If an individual disagrees with a decision of the Tribunal, he or she may ask the Supreme Court of British Columbia for a “judicial review”. A judicial review differs from an appeal to a higher court. In an appeal, the court has the authority to decide whether or not it agrees with a decision. In a judicial review, the BC Supreme Court simply decides whether or not there is a “ground” for review and may only disturb the Tribunal’s decision if it can demonstrate that the Tribunal:

  • Made an “error of law”, e.g., an incorrect interpretation of the HRC;
  • Made a finding of fact that is unreasonable or based on a lack of evidence;
  • Acted unfairly with regards to the rules of procedure and natural justice; or
  • Disregarded legislative requirements; used its discretion arbitrarily, in bad faith, or for an improper purpose; and/or based its decisions on irrelevant factors.

The applicable “standards of review” applicable to the Tribunal’s decisions is set out in s. 59 of the Administrative Tribunals Act.

If the Tribunal has made any of these errors, the Court may set aside the decision and will usually direct the Tribunal to reconsider the matter.
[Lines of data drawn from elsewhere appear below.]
use std::fs;

use super::*;
use crate::model::geo::Coordinates;
use crate::model::score::{FactorCounts, FactorScore};
use crate::report::RiskScoreStats;

fn source_table() -> Table {
    let data = "Name,Post Code,Age,NCD Years,MotorVehicleValue\n\
                Ann,SW1A 1AA,20,1,3000\n\
                Bob,,unknown,2,4000\n";
    Table::from_reader(data.as_bytes(), b',').unwrap()
}

fn scored_lead() -> Lead {
    let mut lead = Lead::new(0);
    lead.coordinates = Coordinates::new(51.501009, -0.141588);
    lead.nearest = NearestBranch::Found {
        name: "London".to_string(),
        miles: 1.23,
    };
    lead.scores.ncd = FactorScore::Scored(2.5);
    lead.scores.age = FactorScore::Scored(3.5);
    lead.scores.vehicle_value = FactorScore::Scored(0.15);
    lead.scores.address = FactorScore::Scored(0.25);
    lead.scores.total = FactorScore::Scored(6.4);
    lead
}

fn unscored_lead() -> Lead {
    let mut lead = Lead::new(1);
    lead.scores.ncd = FactorScore::Scored(2.5);
    lead
}

#[test]
fn test_output_table_appends_derived_columns() {
    let table = source_table();
    let leads = vec![scored_lead(), unscored_lead()];
    let out = render_output_table(&table, &leads, "N/A");

    assert_eq!(out.headers.len(), 5 + DERIVED_COLUMNS.len());
    assert_eq!(&out.headers[..5], &table.headers[..]);
    assert_eq!(&out.headers[5..], &DERIVED_COLUMNS.map(String::from)[..]);

    assert_eq!(
        out.rows[0],
        vec![
            "Ann", "SW1A 1AA", "20", "1", "3000", "51.501009", "-0.141588", "London", "1.23",
            "2.5", "3.5", "0.15", "0.25", "6.4",
        ]
    );
    assert_eq!(
        out.rows[1],
        vec![
            "Bob", "", "unknown", "2", "4000", "", "", "N/A", "N/A", "2.5", "N/A", "N/A", "N/A",
            "N/A",
        ]
    );
}

#[test]
fn test_existing_derived_column_is_overwritten_in_place() {
    let data = "Post Code,RiskScore,Age\nX,old,20\n";
    let table = Table::from_reader(data.as_bytes(), b',').unwrap();
    let out = render_output_table(&table, &[unscored_lead_at(0)], "-");

    assert_eq!(out.headers.iter().filter(|h| *h == COL_RISK_SCORE).count(), 1);
    assert_eq!(out.headers[1], COL_RISK_SCORE);
    assert_eq!(out.rows[0][1], "-");
    assert_eq!(out.rows[0][2], "20");
    assert_eq!(out.headers.len(), 3 + DERIVED_COLUMNS.len() - 1);
}

fn unscored_lead_at(row: usize) -> Lead {
    Lead::new(row)
}

fn stage4_input<'a>(
    table: &'a Table,
    leads: &'a [Lead],
    branches: &'a [Branch],
    dir: &'a Path,
) -> Stage4Input<'a> {
    Stage4Input {
        table,
        leads,
        branches,
        stage1: Stage1Output {
            looked_up: 1,
            resolved: 1,
            no_postcode: 1,
        },
        stage2: Stage2Output {
            matched: 1,
            unmatched: 1,
        },
        stage3: Stage3Output {
            scored: 1,
            not_computable: FactorCounts {
                ncd: 0,
                age: 1,
                vehicle_value: 1,
                address: 1,
                total: 1,
            },
        },
        leads_path: dir,
        branches_path: dir,
        geocoder_url: "http://localhost",
        na_marker: "N/A",
        tool_name: "ppc-riskscore".to_string(),
        tool_version: "0.0.0".to_string(),
    }
}

#[test]
fn test_build_summary_counts() {
    let table = source_table();
    let leads = vec![scored_lead(), unscored_lead()];
    let branches = vec![
        Branch {
            name: "London".to_string(),
            coordinates: Coordinates::new(51.5074, -0.1278),
        },
        Branch {
            name: "Nowhere".to_string(),
            coordinates: None,
        },
    ];
    let dir = Path::new("in");
    let summary = build_summary(&stage4_input(&table, &leads, &branches, dir));

    assert_eq!(summary.counts.leads, 2);
    assert_eq!(summary.counts.branches, 2);
    assert_eq!(summary.counts.branches_with_coordinates, 1);
    assert_eq!(summary.counts.geocoded, 1);
    assert_eq!(summary.counts.nearest_branch_found, 1);
    assert_eq!(summary.counts.scored, 1);
    assert_eq!(summary.not_computable.total, 1);
    assert_eq!(
        summary.risk_score,
        RiskScoreStats {
            average: Some(6.4),
            min: Some(6.4),
            max: Some(6.4),
        }
    );
}

#[test]
fn test_write_reports_creates_all_outputs() {
    let tmp = tempfile::tempdir().unwrap();
    let out_dir = tmp.path().join("nested").join("out");
    let table = source_table();
    let leads = vec![scored_lead(), unscored_lead()];
    let branches: Vec<Branch> = Vec::new();

    let out = write_reports(&stage4_input(&table, &leads, &branches, tmp.path()), &out_dir).unwrap();
    assert_eq!(out.results_path, out_dir.join(RESULTS_FILE));

    let mut reader = csv::Reader::from_path(&out.results_path).unwrap();
    let headers = reader.headers().unwrap().clone();
    assert_eq!(headers.get(13), Some(COL_RISK_SCORE));
    let rows: Vec<csv::StringRecord> = reader.records().map(|r| r.unwrap()).collect();
    assert_eq!(rows.len(), 2);
    assert_eq!(rows[0].get(13), Some("6.4"));
    assert_eq!(rows[1].get(13), Some("N/A"));

    let json: serde_json::Value =
        serde_json::from_str(&fs::read_to_string(&out.summary_path).unwrap()).unwrap();
    assert_eq!(json["counts"]["leads"], 2);
    assert_eq!(json["risk_score"]["average"], 6.4);
    assert_eq!(json["tool"]["name"], "ppc-riskscore");

    let report = fs::read_to_string(&out.report_path).unwrap();
    assert!(report.contains("Risk Score Average: 6.4"));
}

#[test]
fn test_write_reports_fails_when_out_dir_is_a_file() {
    let tmp = tempfile::tempdir().unwrap();
    let blocker = tmp.path().join("file");
    fs::write(&blocker, "x").unwrap();
    let table = source_table();
    let leads = vec![scored_lead()];

    let err = write_reports(&stage4_input(&table, &leads, &[], tmp.path()), &blocker).unwrap_err();
    assert!(matches!(err, ReportError::Io { .. }));
}

#[test]
fn test_unnamed_nearest_branch_is_written_as_marker() {
    let table = source_table();
    let mut lead = scored_lead();
    lead.nearest = NearestBranch::Found {
        name: String::new(),
        miles: 2.5,
    };
    let out = render_output_table(&table, &[lead], "N/A");
    let branch = out.headers.iter().position(|h| h == COL_NEAREST_BRANCH).unwrap();
    let distance = out.headers.iter().position(|h| h == COL_DISTANCE).unwrap();
    assert_eq!(out.rows[0][branch], "N/A");
    assert_eq!(out.rows[0][distance], "2.5");
}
Section 57 of the Administrative Tribunals Act mandates that an application for a judicial review must be submitted within 60 days of the date the Tribunal’s decision was issued. In order to seek a judicial review, an individual is required to prepare a petition and affidavit, file the petition and affidavit at the BC Supreme Court, and serve a copy of the filed petition and affidavit on the Tribunal, the Attorney General of British Columbia, and any person whose interests may be affected by the order you desire the Court to make.



This information applies to British Columbia, Canada. Last reviewed for legal accuracy by the Law Students' Legal Advice Program on July 6, 2019.